Pastors and church leaders read and study the Bible to find individual verses and passages which seem to bear significance for our lives today, and then systematize these passages into lists of what people must believe and how people must behave if they are going to belong to their church or group.
In this way, the Bible is viewed as a helpful book, but only after it has been sifted, sorted, and rearranged into the kind of book which we want and which we think we need.
But what if the book we need is exactly the Book God gave us?
What if the Bible is exactly as God wants it, and does not need to be rearranged, sorted, categorized, and systematized into neat bullet points and numbered lists in order to act as a guide for following Jesus? Could it be that God knows better than we do what kind of book we need, and we have tried to change it into something more “helpful”?
If this is so, we must then ask what sort of book God gave us.
God Gave us a Story
What sort of book did God give us? He gave us a story.
It is a long story, and a complex story, and has some odd parts to the story such as poetry and personal letters, but these also fit in to the grand, sweeping story of Scripture.
We will look more at this idea as the Bible as story in the next post.
For now, why do you think there is so much disagreement about the Bible? Do you believe that viewing the Bible primarily as a story will help?
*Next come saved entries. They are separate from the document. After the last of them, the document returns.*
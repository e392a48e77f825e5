//! Dump artifacts: lifecycle, section markers and remote listings.

use crate::error::{Result, SyncError};
use crate::selection::{Component, Compression, RestoreSpec};
use chrono::{DateTime, Utc};
use serde::{Deserialize, Serialize};
use std::collections::BTreeSet;
use std::path::{Path, PathBuf};

/// Prefix of the comment line that opens each section of a dump.
pub const SECTION_MARKER_PREFIX: &str = "-- dbsync:section ";

/// The marker line for a component, without trailing newline.
pub fn section_marker(component: Component) -> String {
    format!("{SECTION_MARKER_PREFIX}{component}")
}

/// Recognizes a section marker line.
pub fn parse_section_marker(line: &str) -> Option<Component> {
    line.trim_end_matches(['\r', '\n'])
        .strip_prefix(SECTION_MARKER_PREFIX)
        .and_then(|name| name.trim().parse().ok())
}

/// Lifecycle of a dump file.
#[derive(Debug, Clone, Copy, PartialEq, Eq, Serialize, Deserialize, strum::Display)]
#[serde(rename_all = "snake_case")]
#[strum(serialize_all = "snake_case")]
pub enum ArtifactState {
    Planned,
    Created,
    Transferred,
    Validated,
    Consumed,
    Deleted,
}

/// A dump file on the source host and, once transferred, its local copy.
///
/// Transitions only move forward:
/// `Planned -> Created -> Transferred -> Validated -> Consumed`.
/// `Deleted` is reachable from any state after `Planned` and marks an
/// artifact that will not be restored. Removing the remote copy after a
/// download is tracked separately and does not change the state.
#[derive(Debug, Clone, PartialEq, Eq, Serialize, Deserialize)]
pub struct BackupArtifact {
    remote_path: String,
    compression: Compression,
    state: ArtifactState,
    size: Option<u64>,
    local_path: Option<PathBuf>,
    delete_after_transfer: bool,
    remote_removed: bool,
}

impl BackupArtifact {
    /// An artifact the backup planner is about to produce.
    pub fn planned(remote_path: impl Into<String>, compression: Compression) -> Self {
        Self {
            remote_path: remote_path.into(),
            compression,
            state: ArtifactState::Planned,
            size: None,
            local_path: None,
            delete_after_transfer: false,
            remote_removed: false,
        }
    }

    /// An artifact that already exists on the source host.
    pub fn existing(remote_path: impl Into<String>) -> Result<Self> {
        let remote_path = remote_path.into();
        let compression = Compression::from_path(&remote_path).ok_or_else(|| {
            SyncError::validation(
                "artifact",
                format!("'{remote_path}' is not a .sql or .sql.gz file"),
            )
        })?;
        Ok(Self {
            state: ArtifactState::Created,
            ..Self::planned(remote_path, compression)
        })
    }

    pub fn with_delete_after_transfer(mut self, delete: bool) -> Self {
        self.delete_after_transfer = delete;
        self
    }

    pub fn remote_path(&self) -> &str {
        &self.remote_path
    }

    pub fn file_name(&self) -> &str {
        self.remote_path
            .rsplit('/')
            .next()
            .unwrap_or(self.remote_path.as_str())
    }

    pub fn compression(&self) -> Compression {
        self.compression
    }

    pub fn state(&self) -> ArtifactState {
        self.state
    }

    pub fn size(&self) -> Option<u64> {
        self.size
    }

    pub fn local_path(&self) -> Option<&Path> {
        self.local_path.as_deref()
    }

    pub fn delete_after_transfer(&self) -> bool {
        self.delete_after_transfer
    }

    pub fn remote_removed(&self) -> bool {
        self.remote_removed
    }

    fn transition(&mut self, allowed: &[ArtifactState], next: ArtifactState) -> Result<()> {
        if !allowed.contains(&self.state) {
            return Err(SyncError::invalid_state(format!(
                "artifact '{}' cannot move from {} to {}",
                self.remote_path, self.state, next
            )));
        }
        self.state = next;
        Ok(())
    }

    pub fn mark_created(&mut self, size: u64) -> Result<()> {
        self.transition(&[ArtifactState::Planned], ArtifactState::Created)?;
        self.size = Some(size);
        Ok(())
    }

    /// Records the remote size of an existing artifact.
    pub fn record_remote_size(&mut self, size: u64) -> Result<()> {
        if self.state != ArtifactState::Created {
            return Err(SyncError::invalid_state(format!(
                "remote size of '{}' can only be recorded before transfer",
                self.remote_path
            )));
        }
        self.size = Some(size);
        Ok(())
    }

    pub fn mark_transferred(&mut self, local_path: impl Into<PathBuf>) -> Result<()> {
        self.transition(&[ArtifactState::Created], ArtifactState::Transferred)?;
        self.local_path = Some(local_path.into());
        Ok(())
    }

    pub fn mark_validated(&mut self) -> Result<()> {
        self.transition(&[ArtifactState::Transferred], ArtifactState::Validated)
    }

    pub fn mark_consumed(&mut self) -> Result<()> {
        self.transition(&[ArtifactState::Validated], ArtifactState::Consumed)
    }

    pub fn mark_deleted(&mut self) -> Result<()> {
        self.transition(
            &[
                ArtifactState::Created,
                ArtifactState::Transferred,
                ArtifactState::Validated,
            ],
            ArtifactState::Deleted,
        )
    }

    /// The remote copy was removed after a successful download.
    pub fn mark_remote_removed(&mut self) -> Result<()> {
        if !matches!(
            self.state,
            ArtifactState::Transferred | ArtifactState::Validated | ArtifactState::Consumed
        ) {
            return Err(SyncError::invalid_state(format!(
                "remote copy of '{}' removed before it was transferred",
                self.remote_path
            )));
        }
        self.remote_removed = true;
        Ok(())
    }
}

/// Which components a validated artifact actually contains.
#[derive(Debug, Clone, PartialEq, Eq, Default, Serialize, Deserialize)]
pub struct ArtifactManifest {
    components: BTreeSet<Component>,
    /// False for dumps without section markers, which count as table data only.
    sectioned: bool,
}

impl ArtifactManifest {
    pub fn sectioned<I>(components: I) -> Self
    where
        I: IntoIterator<Item = Component>,
    {
        Self {
            components: components.into_iter().collect(),
            sectioned: true,
        }
    }

    pub fn unsectioned() -> Self {
        Self {
            components: BTreeSet::from([Component::TableData]),
            sectioned: false,
        }
    }

    pub fn contains(&self, component: Component) -> bool {
        self.components.contains(&component)
    }

    pub fn is_sectioned(&self) -> bool {
        self.sectioned
    }

    /// Contained components in restore order.
    pub fn components(&self) -> Vec<Component> {
        self.components.iter().copied().collect()
    }

    /// Requested components the artifact does not hold, in restore order.
    pub fn missing_from(&self, spec: &RestoreSpec) -> Vec<Component> {
        spec.requested()
            .into_iter()
            .filter(|c| !self.contains(*c))
            .collect()
    }
}

/// One dump file found in the remote backup directory.
#[derive(Debug, Clone, PartialEq, Eq, Serialize, Deserialize)]
pub struct RemoteBackupEntry {
    pub path: String,
    pub name: String,
    pub size_bytes: u64,
    pub modified: Option<DateTime<Utc>>,
    pub compression: Compression,
}

impl RemoteBackupEntry {
    /// Parses `size<TAB>mtime<TAB>path` lines, newest name first.
    ///
    /// Lines that do not parse, and files that are not dumps, are skipped.
    pub fn parse_listing(output: &str) -> Vec<Self> {
        let mut entries: Vec<Self> = output
            .lines()
            .filter_map(|line| {
                let mut parts = line.splitn(3, '\t');
                let size_bytes = parts.next()?.trim().parse::<u64>().ok()?;
                let mtime = parts.next()?.trim().parse::<i64>().ok();
                let path = parts.next()?.trim().to_string();
                let compression = Compression::from_path(&path)?;
                let name = path.rsplit('/').next().unwrap_or(path.as_str()).to_string();
                Some(Self {
                    name,
                    size_bytes,
                    modified: mtime.and_then(|secs| DateTime::from_timestamp(secs, 0)),
                    compression,
                    path,
                })
            })
            .collect();
        entries.sort_by(|a, b| b.name.cmp(&a.name));
        entries.dedup_by(|a, b| a.path == b.path);
        entries
    }
}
Luke Patterson on Facebook says
Your third sentence is the most pervasive doctrine in the church today…that the Bible is the ACTUAL Word of God. Because of this misconception, please hear this in love, this is where I believe, with careful study and medition on what the early church viewed scripture, to be where the disagreements lie. The Bible is not God, it is only a book, as Karl Barth says, that is “a witness to revelation.” C.S. Lewis even believes that the Bible is NOT the Word of God, but CARRIES the Word of God. Luther, before he became anti-semetic, believed the same way, as do the Anabaptists. All I am saying is the point of disagreement is how we view the Bible in terms of Authority, and it seems that most Christians I come across believe that the Bible is our mediator between us and God! Doesn’t Hebrews say there is only one mediator between us and God? This is a very provocative discussion you present and I’m sure people will be challenged and offended. I just wanted to mention in love the best I can in writing that we need to deconstruct our firmly held belief that rather than the Bible as our Authority shouldn’t it be Jesus, and Jesus alone?